WHAT THE EXERCISE ASKS ->
Once the line with "the connection pool" is found in the entries below, repeat it and each following line exactly, up to and including the line with "by state (idle/active/max)". Add no other lines.

LISTED ENTRIES ->
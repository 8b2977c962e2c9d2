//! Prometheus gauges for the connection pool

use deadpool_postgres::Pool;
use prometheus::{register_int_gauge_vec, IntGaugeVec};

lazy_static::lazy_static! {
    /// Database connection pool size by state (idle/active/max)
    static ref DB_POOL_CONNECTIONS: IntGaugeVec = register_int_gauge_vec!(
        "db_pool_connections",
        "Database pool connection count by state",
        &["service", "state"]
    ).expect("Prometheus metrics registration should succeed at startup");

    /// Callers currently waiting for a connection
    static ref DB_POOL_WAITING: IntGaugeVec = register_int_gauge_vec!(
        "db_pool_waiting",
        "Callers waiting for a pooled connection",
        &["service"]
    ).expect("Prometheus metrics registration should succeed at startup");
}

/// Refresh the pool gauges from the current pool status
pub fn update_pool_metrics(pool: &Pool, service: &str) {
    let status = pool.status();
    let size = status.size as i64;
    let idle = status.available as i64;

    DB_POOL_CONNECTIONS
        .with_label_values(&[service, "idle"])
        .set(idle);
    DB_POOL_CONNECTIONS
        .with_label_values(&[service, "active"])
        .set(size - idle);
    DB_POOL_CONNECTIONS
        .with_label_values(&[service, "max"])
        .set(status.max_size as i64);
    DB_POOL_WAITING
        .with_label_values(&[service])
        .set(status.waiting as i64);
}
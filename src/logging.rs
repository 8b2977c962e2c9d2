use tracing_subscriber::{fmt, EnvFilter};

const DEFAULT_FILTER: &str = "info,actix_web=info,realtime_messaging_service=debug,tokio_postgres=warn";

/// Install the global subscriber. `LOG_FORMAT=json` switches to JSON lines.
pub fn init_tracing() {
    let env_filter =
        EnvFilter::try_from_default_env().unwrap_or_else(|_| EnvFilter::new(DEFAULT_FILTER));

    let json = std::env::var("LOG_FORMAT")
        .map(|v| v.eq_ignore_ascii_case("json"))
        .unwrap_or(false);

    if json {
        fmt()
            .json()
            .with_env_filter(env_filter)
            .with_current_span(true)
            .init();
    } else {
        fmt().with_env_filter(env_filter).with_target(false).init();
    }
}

YOUR RESPONSE ->
//! Prometheus gauges for the connection pool

use deadpool_postgres::Pool;
use prometheus::{register_int_gauge_vec, IntGaugeVec};

lazy_static::lazy_static! {
    /// Database connection pool size by state (idle/active/max)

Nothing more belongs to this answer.